Provided material below:
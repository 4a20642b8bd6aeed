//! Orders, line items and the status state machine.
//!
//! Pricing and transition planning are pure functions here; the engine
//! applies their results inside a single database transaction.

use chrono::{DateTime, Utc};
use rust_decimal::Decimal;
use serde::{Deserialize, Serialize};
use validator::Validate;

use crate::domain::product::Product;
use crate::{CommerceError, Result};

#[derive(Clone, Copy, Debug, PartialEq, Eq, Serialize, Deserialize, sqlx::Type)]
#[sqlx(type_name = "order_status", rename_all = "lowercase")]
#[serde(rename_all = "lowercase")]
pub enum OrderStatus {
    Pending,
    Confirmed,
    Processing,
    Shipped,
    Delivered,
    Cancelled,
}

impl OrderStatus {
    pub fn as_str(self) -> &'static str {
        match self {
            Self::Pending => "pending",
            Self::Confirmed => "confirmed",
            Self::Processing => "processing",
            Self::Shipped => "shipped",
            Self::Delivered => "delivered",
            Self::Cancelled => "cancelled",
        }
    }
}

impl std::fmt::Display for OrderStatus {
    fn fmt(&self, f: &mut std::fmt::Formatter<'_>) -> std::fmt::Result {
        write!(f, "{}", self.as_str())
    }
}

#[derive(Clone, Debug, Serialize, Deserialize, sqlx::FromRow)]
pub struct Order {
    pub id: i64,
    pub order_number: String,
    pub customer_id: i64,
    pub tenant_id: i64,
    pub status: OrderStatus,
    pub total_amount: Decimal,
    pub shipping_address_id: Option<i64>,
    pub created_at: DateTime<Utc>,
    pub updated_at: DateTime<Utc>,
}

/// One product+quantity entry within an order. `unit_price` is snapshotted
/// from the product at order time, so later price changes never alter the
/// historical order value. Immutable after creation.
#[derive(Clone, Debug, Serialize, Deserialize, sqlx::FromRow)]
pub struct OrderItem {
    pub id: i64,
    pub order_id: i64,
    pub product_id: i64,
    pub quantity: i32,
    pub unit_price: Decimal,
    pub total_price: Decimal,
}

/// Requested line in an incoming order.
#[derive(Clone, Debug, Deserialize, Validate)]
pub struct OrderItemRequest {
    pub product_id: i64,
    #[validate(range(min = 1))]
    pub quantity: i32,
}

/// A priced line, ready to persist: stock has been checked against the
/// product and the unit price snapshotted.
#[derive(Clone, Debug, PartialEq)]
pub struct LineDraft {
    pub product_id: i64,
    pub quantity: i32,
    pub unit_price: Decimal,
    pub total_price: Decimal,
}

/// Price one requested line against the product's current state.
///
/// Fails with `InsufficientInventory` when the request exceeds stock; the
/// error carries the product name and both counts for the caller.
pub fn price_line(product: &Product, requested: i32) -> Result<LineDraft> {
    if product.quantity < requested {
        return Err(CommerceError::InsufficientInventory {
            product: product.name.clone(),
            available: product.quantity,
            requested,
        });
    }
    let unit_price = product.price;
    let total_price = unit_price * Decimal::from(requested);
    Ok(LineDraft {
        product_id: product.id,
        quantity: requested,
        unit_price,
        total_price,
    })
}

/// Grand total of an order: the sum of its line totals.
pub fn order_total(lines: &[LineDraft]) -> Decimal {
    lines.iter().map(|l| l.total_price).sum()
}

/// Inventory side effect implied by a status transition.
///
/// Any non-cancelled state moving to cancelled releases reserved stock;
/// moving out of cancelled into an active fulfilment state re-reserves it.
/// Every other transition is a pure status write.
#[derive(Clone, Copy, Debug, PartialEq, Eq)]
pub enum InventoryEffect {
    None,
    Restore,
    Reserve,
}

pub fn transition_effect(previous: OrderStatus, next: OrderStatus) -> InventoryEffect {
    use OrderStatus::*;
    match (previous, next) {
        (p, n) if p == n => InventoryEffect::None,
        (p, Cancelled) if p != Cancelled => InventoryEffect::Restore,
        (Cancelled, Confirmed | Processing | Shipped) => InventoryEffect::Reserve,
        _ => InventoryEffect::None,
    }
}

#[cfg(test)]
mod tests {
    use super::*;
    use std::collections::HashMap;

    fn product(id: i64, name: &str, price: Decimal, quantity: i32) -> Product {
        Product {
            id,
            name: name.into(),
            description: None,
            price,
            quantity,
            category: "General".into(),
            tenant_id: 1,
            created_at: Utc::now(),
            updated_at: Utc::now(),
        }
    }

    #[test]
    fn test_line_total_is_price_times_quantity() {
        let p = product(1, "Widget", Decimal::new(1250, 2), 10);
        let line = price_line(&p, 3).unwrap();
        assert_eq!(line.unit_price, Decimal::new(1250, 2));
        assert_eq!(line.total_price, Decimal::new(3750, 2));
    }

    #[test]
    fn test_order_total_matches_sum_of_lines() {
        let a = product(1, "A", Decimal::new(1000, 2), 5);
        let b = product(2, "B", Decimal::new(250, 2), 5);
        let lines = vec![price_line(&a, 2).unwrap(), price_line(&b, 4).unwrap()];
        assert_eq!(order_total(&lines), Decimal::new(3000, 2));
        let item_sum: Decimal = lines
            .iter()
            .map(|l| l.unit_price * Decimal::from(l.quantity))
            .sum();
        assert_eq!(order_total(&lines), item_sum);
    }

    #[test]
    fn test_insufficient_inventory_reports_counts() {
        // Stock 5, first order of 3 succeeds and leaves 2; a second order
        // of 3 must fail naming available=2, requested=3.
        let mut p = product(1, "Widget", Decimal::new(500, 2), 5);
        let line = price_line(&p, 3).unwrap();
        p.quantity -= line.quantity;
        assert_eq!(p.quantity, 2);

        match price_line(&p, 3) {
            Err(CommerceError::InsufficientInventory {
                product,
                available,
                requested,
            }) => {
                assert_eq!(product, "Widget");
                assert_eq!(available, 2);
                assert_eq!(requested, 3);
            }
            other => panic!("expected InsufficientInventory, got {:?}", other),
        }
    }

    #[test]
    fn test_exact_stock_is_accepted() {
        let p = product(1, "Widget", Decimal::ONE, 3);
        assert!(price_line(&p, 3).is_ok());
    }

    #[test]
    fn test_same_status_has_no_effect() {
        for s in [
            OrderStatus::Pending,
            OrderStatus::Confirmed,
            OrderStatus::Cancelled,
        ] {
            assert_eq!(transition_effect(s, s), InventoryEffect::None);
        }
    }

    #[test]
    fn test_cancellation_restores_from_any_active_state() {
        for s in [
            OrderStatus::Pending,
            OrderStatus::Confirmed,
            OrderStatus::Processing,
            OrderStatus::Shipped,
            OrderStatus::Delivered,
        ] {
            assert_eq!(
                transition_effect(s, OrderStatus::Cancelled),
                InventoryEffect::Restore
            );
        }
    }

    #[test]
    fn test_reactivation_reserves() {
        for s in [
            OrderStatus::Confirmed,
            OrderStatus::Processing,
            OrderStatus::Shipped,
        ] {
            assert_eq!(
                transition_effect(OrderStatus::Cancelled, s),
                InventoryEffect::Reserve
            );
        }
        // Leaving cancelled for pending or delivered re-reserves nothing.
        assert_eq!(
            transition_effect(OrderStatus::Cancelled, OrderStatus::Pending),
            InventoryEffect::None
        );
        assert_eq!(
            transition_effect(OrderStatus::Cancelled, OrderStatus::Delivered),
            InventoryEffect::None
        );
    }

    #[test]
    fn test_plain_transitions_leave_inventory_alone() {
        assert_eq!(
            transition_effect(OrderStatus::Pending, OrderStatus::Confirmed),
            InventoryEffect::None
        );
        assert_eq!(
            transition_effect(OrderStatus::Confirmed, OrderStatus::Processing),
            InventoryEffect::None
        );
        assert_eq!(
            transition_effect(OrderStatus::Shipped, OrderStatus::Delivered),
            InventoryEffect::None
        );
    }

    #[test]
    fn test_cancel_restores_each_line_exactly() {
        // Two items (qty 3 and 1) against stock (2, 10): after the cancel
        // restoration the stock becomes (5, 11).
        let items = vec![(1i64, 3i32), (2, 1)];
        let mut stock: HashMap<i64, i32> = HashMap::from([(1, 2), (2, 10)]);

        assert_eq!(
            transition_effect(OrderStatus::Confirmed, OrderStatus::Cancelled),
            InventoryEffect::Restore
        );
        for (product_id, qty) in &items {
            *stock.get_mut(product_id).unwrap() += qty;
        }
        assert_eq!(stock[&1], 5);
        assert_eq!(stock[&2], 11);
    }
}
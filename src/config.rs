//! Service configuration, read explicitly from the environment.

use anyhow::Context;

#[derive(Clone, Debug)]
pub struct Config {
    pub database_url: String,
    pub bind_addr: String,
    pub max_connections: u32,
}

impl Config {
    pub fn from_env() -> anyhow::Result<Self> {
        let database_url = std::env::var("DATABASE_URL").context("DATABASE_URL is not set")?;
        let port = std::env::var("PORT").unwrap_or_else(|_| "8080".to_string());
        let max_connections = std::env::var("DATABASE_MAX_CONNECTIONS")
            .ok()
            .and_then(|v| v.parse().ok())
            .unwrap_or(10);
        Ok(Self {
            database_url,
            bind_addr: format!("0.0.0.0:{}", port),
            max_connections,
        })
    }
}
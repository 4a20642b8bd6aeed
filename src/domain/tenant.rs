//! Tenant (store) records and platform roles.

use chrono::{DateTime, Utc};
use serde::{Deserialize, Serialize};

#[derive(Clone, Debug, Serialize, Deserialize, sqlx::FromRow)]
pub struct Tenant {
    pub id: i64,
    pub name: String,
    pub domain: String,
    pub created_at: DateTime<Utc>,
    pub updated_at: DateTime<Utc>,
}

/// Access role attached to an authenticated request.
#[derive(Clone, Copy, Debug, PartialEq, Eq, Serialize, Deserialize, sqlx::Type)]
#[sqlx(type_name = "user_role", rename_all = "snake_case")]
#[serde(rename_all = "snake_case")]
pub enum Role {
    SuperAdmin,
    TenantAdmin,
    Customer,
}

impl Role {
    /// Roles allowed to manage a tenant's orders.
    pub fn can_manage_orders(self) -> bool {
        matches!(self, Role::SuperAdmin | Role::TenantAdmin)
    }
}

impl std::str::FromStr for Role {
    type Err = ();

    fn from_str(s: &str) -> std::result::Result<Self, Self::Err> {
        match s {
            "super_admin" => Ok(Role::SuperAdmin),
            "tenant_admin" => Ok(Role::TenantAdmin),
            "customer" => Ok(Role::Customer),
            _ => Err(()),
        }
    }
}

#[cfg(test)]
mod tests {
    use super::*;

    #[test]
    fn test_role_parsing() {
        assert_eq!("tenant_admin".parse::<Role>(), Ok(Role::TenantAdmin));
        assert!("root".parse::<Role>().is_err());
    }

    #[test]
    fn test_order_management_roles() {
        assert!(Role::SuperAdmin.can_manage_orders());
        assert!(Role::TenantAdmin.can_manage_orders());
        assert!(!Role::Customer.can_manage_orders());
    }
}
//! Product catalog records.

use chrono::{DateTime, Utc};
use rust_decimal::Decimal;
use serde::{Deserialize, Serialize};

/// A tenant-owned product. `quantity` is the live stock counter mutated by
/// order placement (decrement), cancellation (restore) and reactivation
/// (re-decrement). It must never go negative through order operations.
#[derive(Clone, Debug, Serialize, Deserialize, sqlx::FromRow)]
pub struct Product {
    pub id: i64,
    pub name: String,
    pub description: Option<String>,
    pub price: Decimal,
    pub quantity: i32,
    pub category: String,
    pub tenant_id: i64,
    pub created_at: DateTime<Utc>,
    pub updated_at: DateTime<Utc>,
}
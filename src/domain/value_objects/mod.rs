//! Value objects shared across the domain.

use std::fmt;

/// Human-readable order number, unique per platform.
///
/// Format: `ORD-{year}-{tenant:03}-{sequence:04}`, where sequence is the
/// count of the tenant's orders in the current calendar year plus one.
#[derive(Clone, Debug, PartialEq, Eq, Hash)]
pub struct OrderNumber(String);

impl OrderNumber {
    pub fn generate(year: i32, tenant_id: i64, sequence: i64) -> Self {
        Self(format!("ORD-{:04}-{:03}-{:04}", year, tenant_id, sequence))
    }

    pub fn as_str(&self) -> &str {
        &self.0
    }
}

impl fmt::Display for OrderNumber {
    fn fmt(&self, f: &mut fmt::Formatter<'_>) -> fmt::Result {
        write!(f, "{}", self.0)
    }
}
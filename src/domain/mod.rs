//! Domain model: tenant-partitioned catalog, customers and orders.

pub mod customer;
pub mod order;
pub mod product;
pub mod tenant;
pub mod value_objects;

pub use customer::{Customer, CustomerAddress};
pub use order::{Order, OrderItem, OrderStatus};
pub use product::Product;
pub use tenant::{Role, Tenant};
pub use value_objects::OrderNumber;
End of Provided material.
Which lines above hold the string "enum"? Please copy all of them.

| Finished task |
pub enum OrderStatus {
pub enum InventoryEffect {
pub enum Role {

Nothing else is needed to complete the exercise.